### Description of the task
Report each line of the records below that holds the word "error".

Stored data entries:
***

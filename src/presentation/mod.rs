//! Presentation layer with the media views and their list container.

/// Media widgets.
pub mod widgets;

pub use widgets::{
    Appearance, Background, MediaCollaborators, MediaList, MediaView, MediaViewOptions,
    ViewportUpdate,
};
//! Application layer with the media engine services.

/// Variant resolution, load attempts and overlay binding.
pub mod services;

pub use services::{LoadAttemptController, OverlayHandle, ProgressOverlayBinder, resolve};
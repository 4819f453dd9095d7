//! Port definition for the shared decoded-media cache.

use crate::domain::entities::{CacheKey, Media};

/// Process-wide store of decoded media, shared by all media views.
///
/// Implementations must be thread-safe and may evict entries at any time.
/// While an entry is present, every read for its key returns the same
/// decoded object.
pub trait MediaCachePort: Send + Sync {
    /// Returns the cached media for `key`. Never produces media.
    fn get(&self, key: &CacheKey) -> Option<Media>;

    /// Stores `media` under `key` and returns the value now cached for it.
    ///
    /// If `key` is already present the existing object is kept and returned,
    /// so concurrent producers of one key converge on a single object.
    fn put(&self, key: CacheKey, media: Media) -> Media;

    /// Removes an entry from the cache.
    fn evict(&self, key: &CacheKey);

    /// Returns the current number of cached entries.
    fn len(&self) -> usize;

    /// Returns true if the cache is empty.
    fn is_empty(&self) -> bool {
        self.len() == 0
    }

    /// Clears all entries.
    fn clear(&self);
}
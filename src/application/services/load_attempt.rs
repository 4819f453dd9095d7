//! Per-view load attempt controller.
//!
//! Serves media from the shared cache when possible, otherwise asks a
//! producer, and remembers a definitive failure for the lifetime of the view
//! so a decode known to fail is never retried.

use std::cell::Cell;
use std::sync::Arc;
use std::thread::ThreadId;

use tracing::{debug, error, trace, warn};

use crate::domain::context::UiContext;
use crate::domain::entities::{CacheKey, LoadAttemptState, Media};
use crate::domain::ports::{MediaCachePort, Production};

/// Enforces at most one production attempt per media view.
///
/// Thread-confined: the state lives in `Cell`s and every operation takes the
/// [`UiContext`] the controller was created with.
pub struct LoadAttemptController {
    cache: Arc<dyn MediaCachePort>,
    owner: ThreadId,
    state: Cell<LoadAttemptState>,
    in_flight: Cell<bool>,
    completions: Cell<u64>,
    dedupe_in_flight: bool,
}

impl LoadAttemptController {
    /// Creates a controller in the `NotAttempted` state.
    ///
    /// With `dedupe_in_flight`, a pending asynchronous production blocks
    /// further producer calls until it completes.
    #[must_use]
    pub fn new(ctx: &UiContext, cache: Arc<dyn MediaCachePort>, dedupe_in_flight: bool) -> Self {
        Self {
            cache,
            owner: ctx.thread_id(),
            state: Cell::new(LoadAttemptState::NotAttempted),
            in_flight: Cell::new(false),
            completions: Cell::new(0),
            dedupe_in_flight,
        }
    }

    /// Returns the current attempt state.
    #[must_use]
    pub fn state(&self) -> LoadAttemptState {
        self.state.get()
    }

    /// Returns true while an asynchronous production is outstanding.
    #[must_use]
    pub fn is_in_flight(&self) -> bool {
        self.in_flight.get()
    }

    /// Returns media for `key`, producing it on a cache miss.
    ///
    /// A pending production yields `None` without recording failure when
    /// `allow_async` is set. Any other empty outcome marks the controller as
    /// permanently failed, after which this returns `None` without touching
    /// the cache or the producer.
    pub fn try_load<F>(
        &self,
        ctx: &UiContext,
        key: &CacheKey,
        produce: F,
        allow_async: bool,
    ) -> Option<Media>
    where
        F: FnOnce() -> Production,
    {
        ctx.assert_owner(self.owner);

        if self.state.get().is_failed() {
            return None;
        }

        if let Some(media) = self.cache.get(key) {
            trace!(key = %key, "Media cache hit");
            self.state.set(LoadAttemptState::Loaded);
            return Some(media);
        }

        if self.dedupe_in_flight && self.in_flight.get() {
            trace!(key = %key, "Media production already in flight");
            return None;
        }

        let completions = self.completions.get();
        let production = produce();

        // Resolved through its callback before `produce` returned.
        if production.is_pending() && self.completions.get() != completions {
            return None;
        }

        match production {
            Production::Ready(media) => {
                trace!(key = %key, "Media cache miss");
                let media = self.cache.put(key.clone(), media);
                self.state.set(LoadAttemptState::Loaded);
                Some(media)
            }
            Production::Pending if allow_async => {
                debug!(key = %key, "Media production pending");
                self.in_flight.set(true);
                None
            }
            Production::Pending | Production::Failed => {
                self.mark_failed(key);
                None
            }
        }
    }

    /// Resolves a pending production.
    ///
    /// Success stores the media in the cache (keeping an object already
    /// cached for `key`) and returns the canonical value. Failure is only
    /// logged: the state is left untouched so the next load asks the
    /// producer again.
    pub fn complete_async(
        &self,
        ctx: &UiContext,
        key: &CacheKey,
        result: Option<Media>,
    ) -> Option<Media> {
        ctx.assert_owner(self.owner);

        self.in_flight.set(false);
        self.completions.set(self.completions.get() + 1);

        if self.state.get().is_failed() {
            return None;
        }

        match result {
            Some(media) => {
                debug!(key = %key, "Media produced asynchronously");
                let media = self.cache.put(key.clone(), media);
                self.state.set(LoadAttemptState::Loaded);
                Some(media)
            }
            None if self.state.get().is_loaded() => {
                debug!(key = %key, "Ignoring late production failure");
                None
            }
            None => {
                warn!(key = %key, "Asynchronous media production failed");
                None
            }
        }
    }

    fn mark_failed(&self, key: &CacheKey) {
        error!(key = %key, "Failed to load media");
        self.in_flight.set(false);
        self.state.set(LoadAttemptState::PermanentlyFailed);
    }
}

impl std::fmt::Debug for LoadAttemptController {
    fn fmt(&self, f: &mut std::fmt::Formatter<'_>) -> std::fmt::Result {
        f.debug_struct("LoadAttemptController")
            .field("state", &self.state.get())
            .field("in_flight", &self.in_flight.get())
            .field("dedupe_in_flight", &self.dedupe_in_flight)
            .finish_non_exhaustive()
    }
}

#[cfg(test)]
mod tests {
    use super::*;
    use crate::infrastructure::media::MemoryMediaCache;

    fn media() -> Media {
        Media::still(image::DynamicImage::new_rgb8(8, 8))
    }

    fn setup(dedupe: bool) -> (UiContext, Arc<MemoryMediaCache>, LoadAttemptController) {
        let ctx = UiContext::current();
        let cache = Arc::new(MemoryMediaCache::new(10, usize::MAX));
        let controller = LoadAttemptController::new(&ctx, cache.clone(), dedupe);
        (ctx, cache, controller)
    }

    #[test]
    fn test_cache_hit_returns_same_object() {
        let (ctx, cache, controller) = setup(true);
        let key = CacheKey::new("k");
        let stored = cache.put(key.clone(), media());
        let calls = Cell::new(0);

        let first = controller.try_load(
            &ctx,
            &key,
            || {
                calls.set(calls.get() + 1);
                Production::Failed
            },
            true,
        );
        let second = controller.try_load(
            &ctx,
            &key,
            || {
                calls.set(calls.get() + 1);
                Production::Failed
            },
            true,
        );

        assert!(first.unwrap().same_object(&stored));
        assert!(second.unwrap().same_object(&stored));
        assert_eq!(calls.get(), 0);
        assert_eq!(controller.state(), LoadAttemptState::Loaded);
    }

    #[test]
    fn test_miss_produces_and_caches() {
        let (ctx, cache, controller) = setup(true);
        let key = CacheKey::new("k");
        let calls = Cell::new(0);
        let produce = || {
            calls.set(calls.get() + 1);
            Production::Ready(media())
        };

        let first = controller.try_load(&ctx, &key, produce, true).unwrap();
        let second = controller.try_load(&ctx, &key, produce, true).unwrap();

        assert_eq!(calls.get(), 1);
        assert!(first.same_object(&second));
        assert_eq!(cache.len(), 1);
        assert!(controller.state().is_loaded());
    }

    #[test]
    fn test_failure_is_remembered() {
        let (ctx, cache, controller) = setup(true);
        let key = CacheKey::new("corrupt");
        let calls = Cell::new(0);
        let produce = || {
            calls.set(calls.get() + 1);
            Production::Failed
        };

        assert!(controller.try_load(&ctx, &key, produce, true).is_none());
        assert!(controller.state().is_failed());

        // Even a later cache entry for the key is not consulted.
        cache.put(key.clone(), media());
        for _ in 0..5 {
            assert!(controller.try_load(&ctx, &key, produce, true).is_none());
        }
        assert_eq!(calls.get(), 1);
    }

    #[test]
    fn test_empty_result_without_async_fails() {
        let (ctx, _cache, controller) = setup(true);
        let key = CacheKey::new("k");

        let result = controller.try_load(&ctx, &key, || Production::from(None), false);

        assert!(result.is_none());
        assert!(controller.state().is_failed());
    }

    #[test]
    fn test_pending_is_not_failure() {
        let (ctx, cache, controller) = setup(true);
        let key = CacheKey::new("k");

        let result = controller.try_load(&ctx, &key, || Production::from(None), true);

        assert!(result.is_none());
        assert_eq!(controller.state(), LoadAttemptState::NotAttempted);
        assert!(controller.is_in_flight());

        let delivered = controller.complete_async(&ctx, &key, Some(media()));
        assert!(delivered.is_some());
        assert!(controller.state().is_loaded());
        assert!(!controller.is_in_flight());
        assert!(cache.get(&key).is_some());
    }

    #[test]
    fn test_async_failure_allows_retry() {
        let (ctx, _cache, controller) = setup(true);
        let key = CacheKey::new("k");
        let calls = Cell::new(0);
        let _ = controller.try_load(&ctx, &key, || Production::Pending, true);

        assert!(controller.complete_async(&ctx, &key, None).is_none());
        assert_eq!(controller.state(), LoadAttemptState::NotAttempted);
        assert!(!controller.is_in_flight());

        let retried = controller.try_load(
            &ctx,
            &key,
            || {
                calls.set(calls.get() + 1);
                Production::Ready(media())
            },
            true,
        );
        assert!(retried.is_some());
        assert_eq!(calls.get(), 1);
        assert!(controller.state().is_loaded());
    }

    #[test]
    fn test_late_failure_after_load_is_ignored() {
        let (ctx, _cache, controller) = setup(false);
        let key = CacheKey::new("k");
        let _ = controller.try_load(&ctx, &key, || Production::Pending, true);
        let _ = controller.try_load(&ctx, &key, || Production::Pending, true);

        assert!(controller.complete_async(&ctx, &key, Some(media())).is_some());
        assert!(controller.complete_async(&ctx, &key, None).is_none());
        assert!(controller.state().is_loaded());
    }

    #[test]
    fn test_in_flight_dedupe() {
        let (ctx, _cache, controller) = setup(true);
        let key = CacheKey::new("k");
        let calls = Cell::new(0);
        let produce = || {
            calls.set(calls.get() + 1);
            Production::Pending
        };

        for _ in 0..3 {
            let _ = controller.try_load(&ctx, &key, produce, true);
        }
        assert_eq!(calls.get(), 1);
    }

    #[test]
    fn test_without_dedupe_pending_reinvokes_producer() {
        let (ctx, _cache, controller) = setup(false);
        let key = CacheKey::new("k");
        let calls = Cell::new(0);
        let produce = || {
            calls.set(calls.get() + 1);
            Production::Pending
        };

        for _ in 0..3 {
            let _ = controller.try_load(&ctx, &key, produce, true);
        }
        assert_eq!(calls.get(), 3);
        assert_eq!(controller.state(), LoadAttemptState::NotAttempted);
    }

    #[test]
    fn test_eviction_triggers_reproduction() {
        let (ctx, cache, controller) = setup(true);
        let key = CacheKey::new("k");
        let calls = Cell::new(0);
        let produce = || {
            calls.set(calls.get() + 1);
            Production::Ready(media())
        };

        assert!(controller.try_load(&ctx, &key, produce, false).is_some());
        cache.evict(&key);
        assert!(controller.try_load(&ctx, &key, produce, false).is_some());

        assert_eq!(calls.get(), 2);
        assert!(controller.state().is_loaded());
    }

    #[test]
    fn test_async_result_converges_on_cached_object() {
        let (ctx, cache, controller) = setup(true);
        let key = CacheKey::new("k");
        let _ = controller.try_load(&ctx, &key, || Production::Pending, true);

        let first = cache.put(key.clone(), media());
        let delivered = controller.complete_async(&ctx, &key, Some(media())).unwrap();

        assert!(delivered.same_object(&first));
    }
}
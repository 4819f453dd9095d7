//! Media display widgets.

mod media_list;
mod media_view;

pub use media_list::{MediaList, ViewportUpdate};
pub use media_view::{Appearance, Background, MediaCollaborators, MediaView, MediaViewOptions};
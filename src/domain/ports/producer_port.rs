//! Ports for turning attachments into decoded media.

use std::path::Path;

use crate::domain::context::UiContext;
use crate::domain::entities::{AttachmentStream, Media};

/// Delivers asynchronously produced media on the UI thread.
pub type SuccessCallback = Box<dyn FnOnce(&UiContext, Media)>;

/// Reports an asynchronous production failure on the UI thread.
pub type FailureCallback = Box<dyn FnOnce(&UiContext)>;

/// Outcome of asking a producer for media.
#[derive(Debug, Clone)]
pub enum Production {
    /// Media is available now.
    Ready(Media),
    /// Work continues elsewhere and will report back through a callback.
    Pending,
    /// Nothing was produced and nothing will be.
    Failed,
}

impl Production {
    /// Returns true for [`Production::Pending`].
    #[must_use]
    pub const fn is_pending(&self) -> bool {
        matches!(self, Self::Pending)
    }
}

/// Maps a bare optional result. Absent media is reported as pending and the
/// caller decides whether an asynchronous continuation is allowed.
impl From<Option<Media>> for Production {
    fn from(media: Option<Media>) -> Self {
        media.map_or(Self::Pending, Self::Ready)
    }
}

/// Produces medium-sized thumbnails for still images and videos.
pub trait ThumbnailProducer {
    /// Requests a medium thumbnail for `stream`.
    ///
    /// Returns `Ready` without invoking either callback when a thumbnail is
    /// available at once. Returns `Pending` when exactly one callback will be
    /// invoked later, always on the UI thread. Returns `Failed` (dropping
    /// both callbacks) when no thumbnail can be made.
    fn produce_medium(
        &self,
        ctx: &UiContext,
        stream: &AttachmentStream,
        on_success: SuccessCallback,
        on_failure: FailureCallback,
    ) -> Production;
}

/// Decodes a complete file synchronously. Used for animated images.
pub trait FullFileDecoder: Send + Sync {
    /// Decodes the file at `path`, returning `None` on failure.
    fn decode(&self, path: &Path) -> Option<Media>;
}

#[cfg(test)]
pub mod mock {
    use super::*;
    use std::cell::{Cell, RefCell};

    /// Scripted thumbnail producer that counts invocations.
    ///
    /// In deferred mode the callbacks are parked until [`complete`] or
    /// [`fail`] is called, simulating a background decode.
    ///
    /// [`complete`]: MockThumbnailProducer::complete
    /// [`fail`]: MockThumbnailProducer::fail
    pub struct MockThumbnailProducer {
        mode: Mode,
        calls: Cell<usize>,
        parked: RefCell<Vec<(SuccessCallback, FailureCallback)>>,
    }

    enum Mode {
        Ready(Media),
        Deferred,
        Failing,
    }

    impl MockThumbnailProducer {
        /// Producer that returns `media` synchronously.
        pub fn ready(media: Media) -> Self {
            Self::with_mode(Mode::Ready(media))
        }

        /// Producer that always completes later.
        pub fn deferred() -> Self {
            Self::with_mode(Mode::Deferred)
        }

        /// Producer that fails synchronously.
        pub fn failing() -> Self {
            Self::with_mode(Mode::Failing)
        }

        fn with_mode(mode: Mode) -> Self {
            Self {
                mode,
                calls: Cell::new(0),
                parked: RefCell::new(Vec::new()),
            }
        }

        /// Number of `produce_medium` invocations.
        pub fn calls(&self) -> usize {
            self.calls.get()
        }

        /// Number of requests waiting for completion.
        pub fn parked(&self) -> usize {
            self.parked.borrow().len()
        }

        /// Completes every parked request with `media`.
        pub fn complete(&self, ctx: &UiContext, media: &Media) {
            let parked: Vec<_> = self.parked.borrow_mut().drain(..).collect();
            for (on_success, _) in parked {
                on_success(ctx, media.clone());
            }
        }

        /// Fails every parked request.
        pub fn fail(&self, ctx: &UiContext) {
            let parked: Vec<_> = self.parked.borrow_mut().drain(..).collect();
            for (_, on_failure) in parked {
                on_failure(ctx);
            }
        }
    }

    impl ThumbnailProducer for MockThumbnailProducer {
        fn produce_medium(
            &self,
            _ctx: &UiContext,
            _stream: &AttachmentStream,
            on_success: SuccessCallback,
            on_failure: FailureCallback,
        ) -> Production {
            self.calls.set(self.calls.get() + 1);
            match &self.mode {
                Mode::Ready(media) => Production::Ready(media.clone()),
                Mode::Deferred => {
                    self.parked.borrow_mut().push((on_success, on_failure));
                    Production::Pending
                }
                Mode::Failing => Production::Failed,
            }
        }
    }

    /// Full-file decoder returning a fixed result and counting calls.
    pub struct MockFullFileDecoder {
        media: Option<Media>,
        calls: std::sync::atomic::AtomicUsize,
    }

    impl MockFullFileDecoder {
        /// Decoder that succeeds with `media`.
        pub fn returning(media: Media) -> Self {
            Self {
                media: Some(media),
                calls: std::sync::atomic::AtomicUsize::new(0),
            }
        }

        /// Decoder that always fails.
        pub fn failing() -> Self {
            Self {
                media: None,
                calls: std::sync::atomic::AtomicUsize::new(0),
            }
        }

        /// Number of `decode` invocations.
        pub fn calls(&self) -> usize {
            self.calls.load(std::sync::atomic::Ordering::Relaxed)
        }
    }

    impl FullFileDecoder for MockFullFileDecoder {
        fn decode(&self, _path: &Path) -> Option<Media> {
            self.calls
                .fetch_add(1, std::sync::atomic::Ordering::Relaxed);
            self.media.clone()
        }
    }
}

***

### Result for this task
use tracing::{debug, error, trace, warn};
        error!(key = %key, "Failed to load media");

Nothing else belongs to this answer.